La tercera dama

(Publicado en ABC Madrid, el sábado 14 de enero. 2012)

Cristina Cifuentes es más conversadora que conservadora. Prueba de lo primero es que no resulta raro verla en alguna tertulia televisiva, y prueba de lo segundo es que se desmarcó de la línea oficial de su partido que recurrió el matrimonio homosexual. Cifuentes no pasa desapercibida en una reunión ni por su presencia, ni por lo combativa que es con sus argumentos. Y prueba del éxito que ha tenido su forma de ser es que todos los grupos parlamentarios madrileños han aplaudido su nombramiento; es delegada por aclamación, ya es raro. Ahora bien, a partir de ahora tendrá que abandonar tertulias y espacios virtuales en los que se movía como pez en el agua, (por no decir “gato”), y recortar su intensa vida en Twitter dónde profileran sus comentarios y no era extraño leer un cuerpo a cuerpo con quién le quisiera plantear batalla ideológica. Si había que remangarse lo hacía. Dicho a lo castizo: si a Cristina Cifuentes le buscan, le encuentran. Otra cosa es que, ahora, el mando y la autoridad que le confiere ser la “tercera dama de Madrid”, por detrás de Aguirre y Botella, le recorte vehemencias.

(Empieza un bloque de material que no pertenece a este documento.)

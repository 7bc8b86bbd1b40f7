// script.rs - Script intake from uploads and local files
use crate::error::ScriptError;
use std::path::Path;

const ACCEPTED_EXTENSIONS: [&str; 2] = ["txt", "md"];

/// Whether a file is accepted as a script: `.txt`, `.md`, or any `text/*` content type
pub fn is_supported(filename: Option<&str>, content_type: Option<&str>) -> bool {
    let by_extension = filename
        .and_then(|name| Path::new(name).extension())
        .and_then(|ext| ext.to_str())
        .map(|ext| ACCEPTED_EXTENSIONS.contains(&ext.to_ascii_lowercase().as_str()))
        .unwrap_or(false);

    let by_content_type = content_type
        .map(|ct| ct.trim().to_ascii_lowercase().starts_with("text/"))
        .unwrap_or(false);

    by_extension || by_content_type
}

/// Decode an uploaded file into script text
pub fn decode_upload(
    filename: Option<&str>,
    content_type: Option<&str>,
    data: Vec<u8>,
) -> Result<String, ScriptError> {
    if !is_supported(filename, content_type) {
        return Err(ScriptError::UnsupportedType(
            filename
                .or(content_type)
                .unwrap_or("unknown")
                .to_string(),
        ));
    }
    Ok(String::from_utf8(data)?)
}

/// Read a local script file fully into memory
pub async fn read_script_file(path: &Path) -> Result<String, ScriptError> {
    let name = path.file_name().and_then(|n| n.to_str());
    // Local files carry no content type; extensionless files are read as plain text
    if path.extension().is_some() && !is_supported(name, None) {
        return Err(ScriptError::UnsupportedType(path.display().to_string()));
    }
    let data = tokio::fs::read(path).await?;
    Ok(String::from_utf8(data)?)
}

Las hemerotecas dicen, y los que la conocen desde hace tiempo saben, que lleva cerca de veinte años dedicada a la política regional a la que llegó desde la Universidad Complutense cuándo el entonces rector, Gustavo Villapalos, decidió dar el salto al Gobierno de Gallardón. Más tarde supo reciclarse del equipo de Gallardón al de Aguirre y le salió mejor que a otros que luego se quedaron tirados. Es una gran lectora y con notable habilidad para la ironía; en una ocasión declaró a este cronista que a ella lo que más le gustaba era leer tumbada en el sofá de casa porque “yo me realizo en horizontal”, (frase que ha quedado en la memoria colectiva de las cosas madrileñas).

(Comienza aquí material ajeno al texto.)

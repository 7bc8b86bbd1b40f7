// StoryboardState - Explicit state transitions for script intake and storyboard generation
use crate::types::{ImageUrl, Scene, SceneImage, StoryboardItem};
use chrono::{DateTime, Utc};
use serde::Serialize;
use thiserror::Error;
use uuid::Uuid;

pub const EMPTY_SCRIPT_MESSAGE: &str = "Please upload a script first.";
pub const EXTRACTION_FAILED_MESSAGE: &str = "Failed to process the script. Please try again.";

/// Reasons a transition is refused. The state is left untouched except where noted.
#[derive(Debug, Error, PartialEq, Eq)]
pub enum Rejection {
    /// Generation requested without a script; the validation message is recorded in `error`
    #[error("{}", EMPTY_SCRIPT_MESSAGE)]
    EmptyScript,

    #[error("A storyboard is already being generated. Please wait for it to finish.")]
    Busy,
}

#[derive(Debug, Clone, Default, PartialEq, Serialize)]
#[serde(rename_all = "camelCase")]
pub struct StoryboardState {
    pub script: String,
    pub storyboard: Vec<StoryboardItem>,
    pub is_loading: bool,
    pub error: Option<String>,
    pub run_id: Option<Uuid>,
    pub started_at: Option<DateTime<Utc>>,
    pub completed_at: Option<DateTime<Utc>>,
}

#[derive(Debug, Clone)]
pub enum StoryboardEvent {
    ScriptLoaded(String),
    GenerationRequested {
        run_id: Uuid,
        at: DateTime<Utc>,
    },
    ScenesExtracted {
        run_id: Uuid,
        scenes: Vec<Scene>,
    },
    ExtractionFailed {
        run_id: Uuid,
        message: String,
    },
    ImagesSettled {
        run_id: Uuid,
        results: Vec<SceneImage>,
        at: DateTime<Utc>,
    },
}

impl StoryboardState {
    fn is_current(&self, run_id: Uuid) -> bool {
        self.is_loading && self.run_id == Some(run_id)
    }

    /// Number of items still waiting on their image
    pub fn pending_count(&self) -> usize {
        self.storyboard.iter().filter(|item| item.is_loading).count()
    }
}

/// Apply one event to the previous state and return the next state.
///
/// Completion events for a run other than the current in-flight one are ignored.
pub fn reduce(
    state: StoryboardState,
    event: StoryboardEvent,
) -> Result<StoryboardState, (StoryboardState, Rejection)> {
    let mut next = state;
    match event {
        StoryboardEvent::ScriptLoaded(script) => {
            if next.is_loading {
                return Err((next, Rejection::Busy));
            }
            next.script = script;
            next.storyboard.clear();
            next.error = None;
            next.run_id = None;
            next.started_at = None;
            next.completed_at = None;
        }
        StoryboardEvent::GenerationRequested { run_id, at } => {
            if next.is_loading {
                return Err((next, Rejection::Busy));
            }
            if next.script.trim().is_empty() {
                next.error = Some(EMPTY_SCRIPT_MESSAGE.to_string());
                return Err((next, Rejection::EmptyScript));
            }
            next.is_loading = true;
            next.error = None;
            next.storyboard.clear();
            next.run_id = Some(run_id);
            next.started_at = Some(at);
            next.completed_at = None;
        }
        StoryboardEvent::ScenesExtracted { run_id, scenes } => {
            if next.is_current(run_id) {
                next.storyboard = scenes.into_iter().map(StoryboardItem::placeholder).collect();
            }
        }
        StoryboardEvent::ExtractionFailed { run_id, message } => {
            if next.is_current(run_id) {
                next.storyboard.clear();
                next.error = Some(message);
                next.is_loading = false;
            }
        }
        StoryboardEvent::ImagesSettled { run_id, results, at } => {
            if next.is_current(run_id) {
                merge_images(&mut next.storyboard, results);
                // A scene the barrier reported nothing for counts as failed
                for item in next.storyboard.iter_mut().filter(|item| item.is_loading) {
                    item.image_url = ImageUrl::Failed;
                    item.is_loading = false;
                }
                next.is_loading = false;
                next.completed_at = Some(at);
            }
        }
    }
    Ok(next)
}

/// Fill settled images into the ordered list by scene number.
///
/// Only entries still loading are touched, so each flips at most once; results
/// with no matching entry are dropped.
pub fn merge_images(storyboard: &mut [StoryboardItem], results: Vec<SceneImage>) {
    for result in results {
        if let Some(item) = storyboard
            .iter_mut()
            .find(|item| item.scene.scene_number == result.scene_number && item.is_loading)
        {
            item.image_url = result.image_url;
            item.is_loading = false;
        }
    }
}

#[cfg(test)]
mod tests {
    use super::*;

    fn scenes(n: i64) -> Vec<Scene> {
        (1..=n)
            .map(|i| Scene {
                scene_number: i,
                description: format!("Scene {}", i),
                image_prompt: format!("prompt {}", i),
            })
            .collect()
    }

    fn loaded(script: &str) -> StoryboardState {
        reduce(StoryboardState::default(), StoryboardEvent::ScriptLoaded(script.to_string()))
            .unwrap()
    }

    fn started(script: &str) -> (StoryboardState, Uuid) {
        let run_id = Uuid::new_v4();
        let state = reduce(
            loaded(script),
            StoryboardEvent::GenerationRequested { run_id, at: Utc::now() },
        )
        .unwrap();
        (state, run_id)
    }

    #[test]
    fn test_empty_script_is_refused_with_message() {
        let (state, rejection) = reduce(
            loaded("   \n"),
            StoryboardEvent::GenerationRequested { run_id: Uuid::new_v4(), at: Utc::now() },
        )
        .unwrap_err();
        assert_eq!(rejection, Rejection::EmptyScript);
        assert_eq!(state.error.as_deref(), Some(EMPTY_SCRIPT_MESSAGE));
        assert!(!state.is_loading);
        assert!(state.storyboard.is_empty());
    }

    #[test]
    fn test_extraction_materializes_placeholders_in_order() {
        let (state, run_id) = started("script");
        let state = reduce(state, StoryboardEvent::ScenesExtracted { run_id, scenes: scenes(3) })
            .unwrap();
        assert!(state.is_loading);
        assert_eq!(state.storyboard.len(), 3);
        let numbers: Vec<i64> = state.storyboard.iter().map(|i| i.scene.scene_number).collect();
        assert_eq!(numbers, vec![1, 2, 3]);
        assert!(state
            .storyboard
            .iter()
            .all(|i| i.is_loading && i.image_url == ImageUrl::Pending));
        assert_eq!(state.pending_count(), 3);
    }

    #[test]
    fn test_extraction_failure_clears_loading_and_sets_error() {
        let (state, run_id) = started("script");
        let state = reduce(
            state,
            StoryboardEvent::ExtractionFailed {
                run_id,
                message: EXTRACTION_FAILED_MESSAGE.to_string(),
            },
        )
        .unwrap();
        assert!(state.storyboard.is_empty());
        assert!(!state.is_loading);
        assert_eq!(state.error.as_deref(), Some(EXTRACTION_FAILED_MESSAGE));
    }

    #[test]
    fn test_settled_images_merge_by_scene_number() {
        let (state, run_id) = started("script");
        let state = reduce(state, StoryboardEvent::ScenesExtracted { run_id, scenes: scenes(3) })
            .unwrap();
        // Results arrive out of order and include an unknown scene
        let results = vec![
            SceneImage { scene_number: 3, image_url: ImageUrl::Ready("data:c".into()) },
            SceneImage { scene_number: 2, image_url: ImageUrl::Failed },
            SceneImage { scene_number: 9, image_url: ImageUrl::Ready("data:x".into()) },
            SceneImage { scene_number: 1, image_url: ImageUrl::Ready("data:a".into()) },
        ];
        let state = reduce(
            state,
            StoryboardEvent::ImagesSettled { run_id, results, at: Utc::now() },
        )
        .unwrap();

        assert!(!state.is_loading);
        assert!(state.completed_at.is_some());
        assert_eq!(state.storyboard.len(), 3);
        assert_eq!(state.storyboard[0].image_url, ImageUrl::Ready("data:a".into()));
        assert_eq!(state.storyboard[1].image_url, ImageUrl::Failed);
        assert_eq!(state.storyboard[2].image_url, ImageUrl::Ready("data:c".into()));
        assert_eq!(state.pending_count(), 0);
    }

    #[test]
    fn test_item_never_flips_back_to_loading() {
        let mut items: Vec<StoryboardItem> =
            scenes(1).into_iter().map(StoryboardItem::placeholder).collect();
        merge_images(
            &mut items,
            vec![SceneImage { scene_number: 1, image_url: ImageUrl::Failed }],
        );
        merge_images(
            &mut items,
            vec![SceneImage { scene_number: 1, image_url: ImageUrl::Ready("data:late".into()) }],
        );
        assert!(!items[0].is_loading);
        assert_eq!(items[0].image_url, ImageUrl::Failed);
    }

    #[test]
    fn test_busy_rejects_second_generation_and_script_reload() {
        let (state, run_id) = started("script");
        let (state, rejection) = reduce(
            state,
            StoryboardEvent::GenerationRequested { run_id: Uuid::new_v4(), at: Utc::now() },
        )
        .unwrap_err();
        assert_eq!(rejection, Rejection::Busy);
        assert_eq!(state.run_id, Some(run_id));

        let (state, rejection) =
            reduce(state, StoryboardEvent::ScriptLoaded("other".into())).unwrap_err();
        assert_eq!(rejection, Rejection::Busy);
        assert_eq!(state.script, "script");
    }

    #[test]
    fn test_stale_run_events_are_ignored() {
        let (state, run_id) = started("script");
        let state = reduce(state, StoryboardEvent::ScenesExtracted { run_id, scenes: scenes(2) })
            .unwrap();
        let before = state.clone();
        let state = reduce(
            state,
            StoryboardEvent::ImagesSettled {
                run_id: Uuid::new_v4(),
                results: vec![SceneImage { scene_number: 1, image_url: ImageUrl::Failed }],
                at: Utc::now(),
            },
        )
        .unwrap();
        assert_eq!(state, before);
    }

    #[test]
    fn test_unreported_scene_fails_and_reload_resets() {
        let (state, run_id) = started("script");
        let state = reduce(state, StoryboardEvent::ScenesExtracted { run_id, scenes: scenes(1) })
            .unwrap();
        let state = reduce(
            state,
            StoryboardEvent::ImagesSettled { run_id, results: vec![], at: Utc::now() },
        )
        .unwrap();
        assert_eq!(state.storyboard[0].image_url, ImageUrl::Failed);
        assert!(!state.storyboard[0].is_loading);

        let state = reduce(state, StoryboardEvent::ScriptLoaded("new script".into())).unwrap();
        assert_eq!(state.script, "new script");
        assert!(state.storyboard.is_empty());
        assert!(state.error.is_none());
        assert!(state.run_id.is_none());
    }
}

En su Face Book tiene fotos junto a políticos de derechas, centro e izquierda, y en más de una ocasión ha presumido de tener amigos “rojos”, una amistad que debe ser de ida y vuelta a tenor de las fotos. Quizá en su elección haya primado que cuándo toca ponerse a la faena lo hace y en su día dinamizó la actividad del PP en los pueblos de la región, más tarde fue vicepresidenta de la Asamblea de Madrid, y luego le tocó presidir el comité de garantías que expedientó a Cobo por sus palabras contra Esperanza Aguirre. Pero eso ya pasó, “pelillos a la mar” como dijo la presidenta queriendo olvidar las “náuseas” que le provocaron aquella “gestapillo de vómito” al entonces vicealcalde de Madrid, ahora felizmente reubicado en IFEMA.
C.C, (era Brigitte Bardot, rubia también, la que dijo que para triunfar en la vida conviene tener nombre y apellidos que compartan inicial), tiene la difícil misión de velar por el orden y la seguridad de los madrileños. Un asunto que le restará tiempo para leer y escribir en Twitter, pero a diferencia de sus antecesores sabe que no juega en territorio comanche, conoce bien la administración regional.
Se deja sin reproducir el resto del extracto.